= WHAT TO WORK ON =
Extract the first line through the line containing "lock, so download" from the listing below, exactly as written.

= DATASET ENTRIES =
· · · · ·

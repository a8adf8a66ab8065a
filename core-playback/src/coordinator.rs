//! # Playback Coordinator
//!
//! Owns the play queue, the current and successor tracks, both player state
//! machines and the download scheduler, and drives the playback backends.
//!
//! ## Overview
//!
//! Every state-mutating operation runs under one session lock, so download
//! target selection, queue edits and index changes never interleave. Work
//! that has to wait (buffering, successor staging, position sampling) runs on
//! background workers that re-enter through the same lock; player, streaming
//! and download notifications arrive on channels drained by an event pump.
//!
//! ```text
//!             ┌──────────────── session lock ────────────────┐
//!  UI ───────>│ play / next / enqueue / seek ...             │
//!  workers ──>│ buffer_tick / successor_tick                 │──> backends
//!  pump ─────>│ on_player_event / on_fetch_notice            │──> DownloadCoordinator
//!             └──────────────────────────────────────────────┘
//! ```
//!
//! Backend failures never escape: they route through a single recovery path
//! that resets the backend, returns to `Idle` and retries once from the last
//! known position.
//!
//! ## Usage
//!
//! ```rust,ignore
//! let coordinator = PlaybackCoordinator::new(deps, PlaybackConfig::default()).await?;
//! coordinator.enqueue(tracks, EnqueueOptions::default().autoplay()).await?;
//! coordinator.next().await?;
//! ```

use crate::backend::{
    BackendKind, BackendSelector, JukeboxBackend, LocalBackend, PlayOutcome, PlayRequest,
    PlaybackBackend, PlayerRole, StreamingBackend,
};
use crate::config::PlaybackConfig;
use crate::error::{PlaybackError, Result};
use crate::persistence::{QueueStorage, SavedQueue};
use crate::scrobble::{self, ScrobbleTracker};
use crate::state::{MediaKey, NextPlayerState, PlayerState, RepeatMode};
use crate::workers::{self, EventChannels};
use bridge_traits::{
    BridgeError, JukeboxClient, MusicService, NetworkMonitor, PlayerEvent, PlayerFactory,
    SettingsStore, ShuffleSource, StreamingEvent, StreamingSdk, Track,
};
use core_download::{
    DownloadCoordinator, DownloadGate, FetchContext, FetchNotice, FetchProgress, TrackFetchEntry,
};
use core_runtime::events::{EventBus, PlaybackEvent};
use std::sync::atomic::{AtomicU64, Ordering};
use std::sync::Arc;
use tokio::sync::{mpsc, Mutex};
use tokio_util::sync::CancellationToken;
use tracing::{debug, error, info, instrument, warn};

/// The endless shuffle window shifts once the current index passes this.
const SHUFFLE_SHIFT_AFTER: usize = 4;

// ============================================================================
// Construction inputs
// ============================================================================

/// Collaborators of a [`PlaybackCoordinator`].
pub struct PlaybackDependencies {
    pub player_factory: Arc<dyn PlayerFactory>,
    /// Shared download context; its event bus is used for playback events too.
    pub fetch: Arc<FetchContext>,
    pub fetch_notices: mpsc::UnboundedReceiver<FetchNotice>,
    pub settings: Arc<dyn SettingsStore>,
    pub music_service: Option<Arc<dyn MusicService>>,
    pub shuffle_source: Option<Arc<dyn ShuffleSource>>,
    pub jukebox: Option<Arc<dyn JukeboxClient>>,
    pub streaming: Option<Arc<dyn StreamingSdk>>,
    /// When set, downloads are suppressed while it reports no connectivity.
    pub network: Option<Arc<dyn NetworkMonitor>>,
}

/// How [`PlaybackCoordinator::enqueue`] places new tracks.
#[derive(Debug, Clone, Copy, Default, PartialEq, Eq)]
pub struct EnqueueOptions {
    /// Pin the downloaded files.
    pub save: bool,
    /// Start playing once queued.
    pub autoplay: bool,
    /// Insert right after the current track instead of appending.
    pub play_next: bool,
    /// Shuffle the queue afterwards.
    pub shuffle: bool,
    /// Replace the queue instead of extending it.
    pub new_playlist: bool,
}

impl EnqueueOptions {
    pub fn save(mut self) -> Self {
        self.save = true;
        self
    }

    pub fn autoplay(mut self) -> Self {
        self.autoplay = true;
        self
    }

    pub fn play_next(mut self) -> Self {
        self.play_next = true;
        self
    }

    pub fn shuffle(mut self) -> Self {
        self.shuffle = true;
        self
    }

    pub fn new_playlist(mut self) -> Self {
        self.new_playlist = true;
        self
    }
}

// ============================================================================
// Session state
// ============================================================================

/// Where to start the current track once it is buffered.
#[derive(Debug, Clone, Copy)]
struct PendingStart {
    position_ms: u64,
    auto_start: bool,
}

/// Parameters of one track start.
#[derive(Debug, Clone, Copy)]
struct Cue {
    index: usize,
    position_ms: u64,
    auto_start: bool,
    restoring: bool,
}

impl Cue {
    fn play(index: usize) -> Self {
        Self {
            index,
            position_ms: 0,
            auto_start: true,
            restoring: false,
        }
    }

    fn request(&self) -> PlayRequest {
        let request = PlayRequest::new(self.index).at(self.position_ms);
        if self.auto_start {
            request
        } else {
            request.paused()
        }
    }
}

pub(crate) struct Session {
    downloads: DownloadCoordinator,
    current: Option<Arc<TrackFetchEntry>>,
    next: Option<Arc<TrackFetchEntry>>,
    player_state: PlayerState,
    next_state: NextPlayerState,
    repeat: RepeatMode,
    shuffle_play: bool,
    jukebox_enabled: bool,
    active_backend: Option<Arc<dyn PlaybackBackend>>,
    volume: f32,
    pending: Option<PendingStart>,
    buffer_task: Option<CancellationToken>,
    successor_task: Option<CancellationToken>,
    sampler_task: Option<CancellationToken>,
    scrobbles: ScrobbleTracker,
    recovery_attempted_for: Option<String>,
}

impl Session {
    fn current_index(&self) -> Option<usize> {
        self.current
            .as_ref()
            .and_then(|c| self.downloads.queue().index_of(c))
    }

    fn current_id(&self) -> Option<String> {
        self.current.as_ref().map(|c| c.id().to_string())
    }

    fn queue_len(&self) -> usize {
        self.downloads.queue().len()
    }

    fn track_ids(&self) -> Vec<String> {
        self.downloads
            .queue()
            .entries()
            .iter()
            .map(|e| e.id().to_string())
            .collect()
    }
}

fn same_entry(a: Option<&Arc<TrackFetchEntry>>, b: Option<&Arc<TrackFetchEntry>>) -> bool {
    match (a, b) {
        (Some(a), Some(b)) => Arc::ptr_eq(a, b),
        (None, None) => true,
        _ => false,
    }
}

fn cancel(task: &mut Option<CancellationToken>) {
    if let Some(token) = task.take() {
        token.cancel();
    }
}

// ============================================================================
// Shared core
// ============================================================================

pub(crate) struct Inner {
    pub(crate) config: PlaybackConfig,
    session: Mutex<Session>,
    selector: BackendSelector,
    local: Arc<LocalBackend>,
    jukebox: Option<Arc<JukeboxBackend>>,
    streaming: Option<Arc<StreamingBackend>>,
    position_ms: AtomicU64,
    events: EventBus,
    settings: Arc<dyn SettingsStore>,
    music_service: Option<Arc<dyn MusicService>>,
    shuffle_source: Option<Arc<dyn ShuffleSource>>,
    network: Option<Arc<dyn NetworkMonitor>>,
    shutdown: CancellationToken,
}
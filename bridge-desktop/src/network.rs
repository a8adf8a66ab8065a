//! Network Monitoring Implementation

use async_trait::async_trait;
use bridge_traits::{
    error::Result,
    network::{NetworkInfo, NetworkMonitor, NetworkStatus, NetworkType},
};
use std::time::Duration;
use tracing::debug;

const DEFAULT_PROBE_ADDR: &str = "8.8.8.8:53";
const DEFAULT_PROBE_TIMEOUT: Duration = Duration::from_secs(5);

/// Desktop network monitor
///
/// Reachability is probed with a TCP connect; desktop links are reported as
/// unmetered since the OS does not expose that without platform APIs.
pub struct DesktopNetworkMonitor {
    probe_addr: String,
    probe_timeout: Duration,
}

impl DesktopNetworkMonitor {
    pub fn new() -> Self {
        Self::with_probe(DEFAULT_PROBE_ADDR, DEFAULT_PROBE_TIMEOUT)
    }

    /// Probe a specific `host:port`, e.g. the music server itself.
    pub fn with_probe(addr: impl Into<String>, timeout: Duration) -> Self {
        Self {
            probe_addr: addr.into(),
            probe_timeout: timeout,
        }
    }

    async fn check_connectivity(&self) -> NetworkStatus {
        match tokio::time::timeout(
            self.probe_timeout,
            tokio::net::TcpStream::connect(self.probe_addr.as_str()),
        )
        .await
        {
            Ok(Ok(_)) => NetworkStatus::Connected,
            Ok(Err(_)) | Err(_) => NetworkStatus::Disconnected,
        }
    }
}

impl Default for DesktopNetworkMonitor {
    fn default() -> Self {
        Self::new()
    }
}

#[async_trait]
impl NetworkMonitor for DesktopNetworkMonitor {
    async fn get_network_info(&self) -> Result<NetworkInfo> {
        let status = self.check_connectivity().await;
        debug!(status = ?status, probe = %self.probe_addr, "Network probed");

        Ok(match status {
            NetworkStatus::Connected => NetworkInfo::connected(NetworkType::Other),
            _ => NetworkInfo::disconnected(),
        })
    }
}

· · · · ·

= THE ANSWER =
repository a8adf8a66ab8065a
filename core-playback/src/coordinator.rs
//! # Playback Coordinator
//!
//! Owns the play queue, the current and successor tracks, both player state
//! machines and the download scheduler, and drives the playback backends.
//!
//! ## Overview
//!
//! Every state-mutating operation runs under one session lock, so download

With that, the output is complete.